Killer whales communicate in a dialect of sounds at between 1-50 kilohertz, most of which can be heard by humans. Dr Javier Almunia, of the Loro Parque Foundation, a research institute based in the Spanish Canary Islands, is using floating buoys to record the “dialect” which killer whales use when they hunt tuna in the Strait of Gibraltar.

Dr Almunia wants to compare these sounds to the ones the orcas make during “interactions” with boats.

“In some cases, the killer whale makes a “joyful call” when they finish a catch of tuna. Once they kill the tuna, they share the food, and it is a playful interaction. If we can find that during interactions [with boats] it is the same then it will help us to understand this. Is it an aggressive interaction or playful interaction?” he tells The Independent.

“I am more inclined to think it is playful interaction. When the animals approach the vessel, they are approaching the rudder in a gentle way, they are exploring the environment. When you have a four-tonne animal playing with a sailboat, the perception for the people on board…is that they are being attacked but if you look at their movement under water it looks like a playful event.”

Dr Almunia, whose research is Dr Javier Almunia’s research is backed by the Conservation, Information and Study on Cetaceans research body, the Spanish Ministry for Ecological Transformation and the Sea Observer company, says orca could sink small sailing boats if they wished but, apart from a few rare cases, they have not done this.

“These animals have the strength to probably sink one of these sail boats, but it has only happened in a few cases when it has broken the fibreglass. But in those cases, they were playing with the rudder,” he says.

Recording killer whales battering boats might not be easy, Dr Almunia concedes. However, researchers also hope to attach video cameras and sound equipment to killer whales to study the sounds they make when they are hunting and ramming yachts.

They also want to make recordings using decoy boats employed in the sea. “We are focusing on this acoustic research. We are working next year to understand how the animals are using the sounds during the hunting season between May and July,” he says.

Fearing for their lives, some angry yachtsmen have threatened to take matters into their own hands by pouring petrol or stabbing the whales with spikes.

Such is the alarm that a Facebook group called Orca Attack Reports has sprung up with nearly 76,000 members.

Renaud de Stephanis, a killer whale expert, favours the theory that the orcas are playing with sailing boats. He does not hold much store with the theory that these sleek black and while animals are exacting some kind of revenge for being injured by man.
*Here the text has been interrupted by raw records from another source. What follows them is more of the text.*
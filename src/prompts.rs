//! Instruction texts sent with every analysis request.
//!
//! Centralising the prompts here serves two purposes:
//!
//! 1. **Single source of truth** — the system instruction is part of the
//!    de-facto contract with the analysis service; changing its behaviour
//!    means editing exactly one place.
//!
//! 2. **Testability** — unit tests can inspect the exact text a request
//!    will carry without constructing a provider.

/// System-level directive sent with every analysis request.
///
/// The directive pins the model to objective, document-grounded extraction
/// and to the response schema; it is never overridden per request.
pub const SYSTEM_INSTRUCTION: &str = "You are an expert AI medical document analyst. \
Your task is to interpret the provided image of a medical document (lab report, \
prescription, etc.) and return a structured JSON analysis. First, classify the \
document type. Then, be objective, precise, and extract all relevant information. \
Provide a potential diagnosis based ONLY on the evidence in the document. Conclude \
with general recommendations. Crucially, your entire response must strictly adhere \
to the provided JSON schema.";

/// Build the user-visible text part of the request.
///
/// A non-empty question is appended verbatim, quoted, as additional
/// context; an empty one means "general analysis" and adds nothing.
pub fn analysis_prompt(question: &str) -> String {
    let question = question.trim();
    if question.is_empty() {
        "Analyze the following medical document.".to_string()
    } else {
        format!("Analyze the following medical document. User's specific question: \"{question}\"")
    }
}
“My feeling after working for three years with these killer whales is that it is a game. For them the sea is super boring. Kids need to play with anything. Killer whales are the same,” he tells The Independent. “They have turtles, they have wood, plastic and now they have boats. It is not so much an attack but a game for them and that is it.”

Dr De Stephanis says “interactions” between orcas and boats have dropped by 80 per cent since Spain advised sailors to navigate close to the coast in 2022. “The whales can damage the boats but it is the same damage as if the boat had hit a reef. Today, the orcas are just like a reef. It is just a problem of navigation. [If you sail] in a special area, you are going to damage the boat,” he says.

“The best way to avoid any problem is to go near the coast to a depth of 30 metres. The interactions I see today involve people who disregard this advice.”